Mais, elle comprend vite que tout est fini. Elle décide de protéger ses hommes et se bat bientôt seule pour leur laisser le temps de s’échapper. Il est trop tard. L’ennemi venant de Venettes leur barre la route de la retraite. Elle est entourée de toute part. Dans un dernier effort, elle agite sa bannière pour demander de l’aide à Compiègne, en vain ; personne ne bouge. Guillaume de Flavy, le capitaine de garnison n’attend pas son retour. Voyant arriver tant d’ennemis, il ordonne de baisser la herse de la porte et de lever le pont-levis. C’est la fin. À cause de sa huque brodée d’or, elle est repérée au milieu des combats. Tous se jettent sur elle pour la faire prisonnière. Un picard, nommé le bâtard de Wandonne, un des lieutenants de Jean de Luxembourg, la prend de côté par sa huque, la tire de son destrier et la jette à terre. Impossible de se relever, elle est prisonnière. Son frère et son fidèle Poton, le bourguignon, tombent aussi dans les mains de l’ennemi. Nous sommes le 23 mai 1430.

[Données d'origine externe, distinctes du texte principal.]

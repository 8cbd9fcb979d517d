use super::DataStore;
use crate::error::{Result, TogoError};
use crate::model::TaskList;
use std::collections::HashMap;
use std::io;
use std::path::PathBuf;

/// In-memory storage for tests. A list that was never written behaves like a
/// missing file.
#[derive(Default)]
pub struct InMemoryStore {
    lists: HashMap<TaskList, Vec<String>>,
    simulate_write_error: bool,
}

impl InMemoryStore {
    pub fn new() -> Self {
        Self::default()
    }

    pub fn with_lines(mut self, list: TaskList, lines: &[&str]) -> Self {
        self.lists
            .insert(list, lines.iter().map(|l| l.to_string()).collect());
        self
    }

    /// Current content of a list, `None` when it does not exist.
    pub fn lines(&self, list: TaskList) -> Option<&[String]> {
        self.lists.get(&list).map(Vec::as_slice)
    }

    /// Make every write fail, for error path tests.
    pub fn set_simulate_write_error(&mut self, simulate: bool) {
        self.simulate_write_error = simulate;
    }

    fn check_writable(&self) -> Result<()> {
        if self.simulate_write_error {
            return Err(TogoError::Io(io::Error::other("Simulated write error")));
        }
        Ok(())
    }
}

impl DataStore for InMemoryStore {
    fn read_lines(&self, list: TaskList) -> Result<Vec<String>> {
        self.lists.get(&list).cloned().ok_or_else(|| {
            TogoError::Io(io::Error::new(
                io::ErrorKind::NotFound,
                format!("{} does not exist", self.list_path(list).display()),
            ))
        })
    }

    fn write_lines(&mut self, list: TaskList, lines: &[String]) -> Result<()> {
        self.check_writable()?;
        self.lists.insert(list, lines.to_vec());
        Ok(())
    }

    fn append_lines(&mut self, list: TaskList, lines: &[String]) -> Result<()> {
        self.check_writable()?;
        self.lists
            .entry(list)
            .or_default()
            .extend_from_slice(lines);
        Ok(())
    }

    fn create_list(&mut self, list: TaskList) -> Result<bool> {
        if self.lists.contains_key(&list) {
            return Ok(false);
        }
        self.check_writable()?;
        self.lists.insert(list, Vec::new());
        Ok(true)
    }

    fn list_path(&self, list: TaskList) -> PathBuf {
        match list {
            TaskList::Todo => PathBuf::from("memory://todo.txt"),
            TaskList::Done => PathBuf::from("memory://done.txt"),
        }
    }
}
use crate::codec::CodecOptions;
use crate::commands::CmdResult;
use crate::error::Result;
use crate::model::{DisplayTask, TaskList};
use crate::store::{self, DataStore};

/// Lists tasks in position order. With queries, keeps tasks whose subject
/// contains at least one of them.
pub fn run<S: DataStore, Q: AsRef<str>>(
    store: &S,
    list: TaskList,
    queries: &[Q],
    options: CodecOptions,
) -> Result<CmdResult> {
    let map = store::load(store, list, options)?;
    let total = map.len();

    let listed: Vec<DisplayTask> = map
        .into_sorted()
        .into_iter()
        .filter(|(_, task)| queries.is_empty() || queries.iter().any(|q| task.matches(q.as_ref())))
        .map(|(position, task)| DisplayTask::new(position, task))
        .collect();

    Ok(CmdResult::default()
        .with_listed_tasks(listed, total)
        .with_source(store.list_path(list)))
}

#[cfg(test)]
mod tests {
    use super::*;
    use crate::store::memory::InMemoryStore;
    use std::path::PathBuf;

    fn store() -> InMemoryStore {
        InMemoryStore::new().with_lines(
            TaskList::Todo,
            &[
                "call mom +home @phone",
                "x 2021-01-02 2021-01-01 buy milk @store",
                "write report +work",
                "fix sink +home",
            ],
        )
    }

    #[test]
    fn lists_everything_without_queries() {
        let no_queries: [&str; 0] = [];
        let result = run(&store(), TaskList::Todo, &no_queries, CodecOptions::default()).unwrap();

        assert_eq!(result.total_tasks, 4);
        let positions: Vec<_> = result.listed_tasks.iter().map(|dt| dt.position).collect();
        assert_eq!(positions, vec![1, 2, 3, 4]);
        assert_eq!(result.source, Some(PathBuf::from("memory://todo.txt")));
    }

    #[test]
    fn keeps_original_positions_when_filtering() {
        let result = run(&store(), TaskList::Todo, &["+home"], CodecOptions::default()).unwrap();

        assert_eq!(result.total_tasks, 4);
        let positions: Vec<_> = result.listed_tasks.iter().map(|dt| dt.position).collect();
        assert_eq!(positions, vec![1, 4]);
    }

    #[test]
    fn any_query_matches_once() {
        let result = run(
            &store(),
            TaskList::Todo,
            &["milk", "@store", "report"],
            CodecOptions::default(),
        )
        .unwrap();

        let positions: Vec<_> = result.listed_tasks.iter().map(|dt| dt.position).collect();
        assert_eq!(positions, vec![2, 3]);
    }

    #[test]
    fn lists_the_archive() {
        let store = InMemoryStore::new().with_lines(TaskList::Done, &["x old"]);
        let no_queries: [&str; 0] = [];
        let result = run(&store, TaskList::Done, &no_queries, CodecOptions::default()).unwrap();

        assert_eq!(result.listed_tasks.len(), 1);
        assert!(result.listed_tasks[0].task.done);
    }
}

Malgré cette bataille et cette fin que raconta Jeanne d’Arc à son procès, d’autres amènent une version différente de sa prise, en particulier, Perceval de Cagny, un témoin, qui rédigeait les mémoires de l’héroïne, cinq plus tard, disait de ce dénouement.
« Quand les Anglais et les Bourguignons s’aperçurent qu’elle retournait pour recouvrer la ville à grand effort, vinrent au bout du pont. Le capitaine de la place voyant une grande multitude d’Anglais et de Bourguignons arrivée sur lui, par crainte de perdre sa place, fit lever le pont de la ville et fermer la porte. Et ainsi demeurèrent enfermés dehors la Pucelle et ses gens avec elle. Quand les ennemis virent cela, tous s’efforcèrent de la prendre. Elle résista très fort contre eux et enfin, elle fut prise, les uns mettant la main sur elle, les autres sur son cheval ».
Pauvre Jeanne. La prédiction de ses voix, reçue avant le combat, s’était finalement avérée exacte. La période de la lutte finissait, celle du martyre commençait.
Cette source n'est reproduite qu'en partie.